However, negotiations spanning two years have paid off for “art with a point” York company Black Sheep Theatre Productions, whose director, Matthew Clare, has acquired exclusive UK rights to present the off-Broadway hit.
It would be good to see such persistence rewarded at the box office, but York theatregoers’ resistance to try out unfamiliar works is long established. Nevertheless, the support from Wednesday’s audience was admirably vocal from start to finish.
Falsettos pairs 1981’s March Of The Falsettos, a humorous study of men’s immaturity, with 1990’s Falsettoland, a graver piece penned in reaction to the devastating impact of the Aids epidemic on New York’s gay community.
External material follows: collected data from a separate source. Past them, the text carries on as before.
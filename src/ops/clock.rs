use std::cell::Cell;

use chrono::{DateTime, Duration, Local, NaiveDate, TimeZone, Utc};

/// Source of "now" for every operation that stamps or compares time.
pub trait Clock {
    fn now(&self) -> DateTime<Utc>;

    /// The current calendar day in the local time zone
    fn today(&self) -> NaiveDate {
        self.now().with_timezone(&Local).date_naive()
    }

    fn tomorrow(&self) -> NaiveDate {
        self.today() + Duration::days(1)
    }
}

/// Wall-clock time
#[derive(Debug, Clone, Copy, Default)]
pub struct SystemClock;

impl Clock for SystemClock {
    fn now(&self) -> DateTime<Utc> {
        Utc::now()
    }
}

/// A clock that only moves when told to
#[derive(Debug, Clone)]
pub struct FixedClock {
    now: Cell<DateTime<Utc>>,
}

impl FixedClock {
    pub fn new(now: DateTime<Utc>) -> Self {
        FixedClock {
            now: Cell::new(now),
        }
    }

    /// A clock set to the given local wall-clock time.
    /// Falls back to UTC when the local time is ambiguous or skipped.
    pub fn at_local(year: i32, month: u32, day: u32, hour: u32, minute: u32) -> Self {
        let now = Local
            .with_ymd_and_hms(year, month, day, hour, minute, 0)
            .earliest()
            .map(|t| t.with_timezone(&Utc))
            .unwrap_or_else(|| {
                Utc.with_ymd_and_hms(year, month, day, hour, minute, 0)
                    .single()
                    .unwrap_or_default()
            });
        FixedClock::new(now)
    }

    pub fn set(&self, now: DateTime<Utc>) {
        self.now.set(now);
    }

    pub fn advance(&self, by: Duration) {
        self.now.set(self.now.get() + by);
    }

    pub fn advance_minutes(&self, minutes: i64) {
        self.advance(Duration::minutes(minutes));
    }
}

impl Clock for FixedClock {
    fn now(&self) -> DateTime<Utc> {
        self.now.get()
    }
}

/// Start of the given local day, as an instant
pub fn local_midnight(day: NaiveDate) -> DateTime<Utc> {
    let naive = day.and_hms_opt(0, 0, 0).unwrap_or_default();
    Local
        .from_local_datetime(&naive)
        .earliest()
        .map(|t| t.with_timezone(&Utc))
        .unwrap_or_else(|| Utc.from_utc_datetime(&naive))
}

/// Whole minutes between two instants, rounded to nearest
pub fn rounded_minutes(from: DateTime<Utc>, to: DateTime<Utc>) -> i64 {
    let ms = (to - from).num_milliseconds();
    (ms as f64 / 60_000.0).round() as i64
}

#[cfg(test)]
mod tests {
    use super::*;

    #[test]
    fn fixed_clock_advances() {
        let clock = FixedClock::at_local(2025, 5, 14, 9, 0);
        let start = clock.now();
        clock.advance_minutes(30);
        assert_eq!(clock.now() - start, Duration::minutes(30));
        assert_eq!(clock.today(), NaiveDate::from_ymd_opt(2025, 5, 14).unwrap());
        assert_eq!(clock.tomorrow(), NaiveDate::from_ymd_opt(2025, 5, 15).unwrap());
    }

    #[test]
    fn rounding_is_to_nearest_minute() {
        let t0 = Utc.with_ymd_and_hms(2025, 5, 14, 9, 0, 0).unwrap();
        assert_eq!(rounded_minutes(t0, t0 + Duration::seconds(29)), 0);
        assert_eq!(rounded_minutes(t0, t0 + Duration::seconds(30)), 1);
        assert_eq!(rounded_minutes(t0, t0 + Duration::seconds(24 * 60 + 40)), 25);
    }

    #[test]
    fn local_midnight_is_start_of_day() {
        let day = NaiveDate::from_ymd_opt(2025, 5, 14).unwrap();
        let midnight = local_midnight(day);
        assert_eq!(midnight.with_timezone(&Local).date_naive(), day);
        let before = midnight - Duration::seconds(1);
        assert_ne!(before.with_timezone(&Local).date_naive(), day);
    }
}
In 1979, New Yorker Marvin (Chris Mooney) leaves his wife Trina (Nicola Holliday) and son Jason (Matthew Warry, aged 13) to live with Whizzer (Dan Crawfurd-Porter), his younger lover. They have known each other for nine months, says Whizzer; ten, insists the older, more hooked Marvin. They are arguing already.
Naively, Marvin expects to retain a tight-knit family. A subject he has discussed with his psychiatrist, the neurotic, insomniac Mendel (James Robert Ball), who in turn becomes a listening ear for latest client Trina. So much so, they marry, setting up the family unit Marvin had envisaged.
All this is expressed in song in a sung-through musical full of Sondheim emotional truths and vexatious Woody Allen humour (especially in Ball’s Mendel). All have their say, not only Marvin and the fast-exiting, exasperated Whizzer, but Trina and Jason too. Mendel listens and listens, cross-legged and looking as awkward as the conversations.
On opening night, sound balance favoured band over voice in this first act, meaning not everything was clear to the ear, for all the heart-felt, often beautiful singing. Such a hindrance to comprehending fully what was going on was detrimental to the show’s impact at this juncture, and the standalone March Of The Falsettos number in luminous white only added to that sense of bafflement.
Ollie Kingston’s choreography was fun here, but that scene came and went like a ghost. Such are the limitations of a sung-through structure, where more narrative would be helpful.
Post-interval, frustration vanishes. The voices can be heard far better; the singing is more dramatic; the songs are superior, as two storylines play out two years later in 1981: Jason’s preparation for his bar mitzvah and Whizzer’s reunion with Marvin under the spreading cloud of Aids.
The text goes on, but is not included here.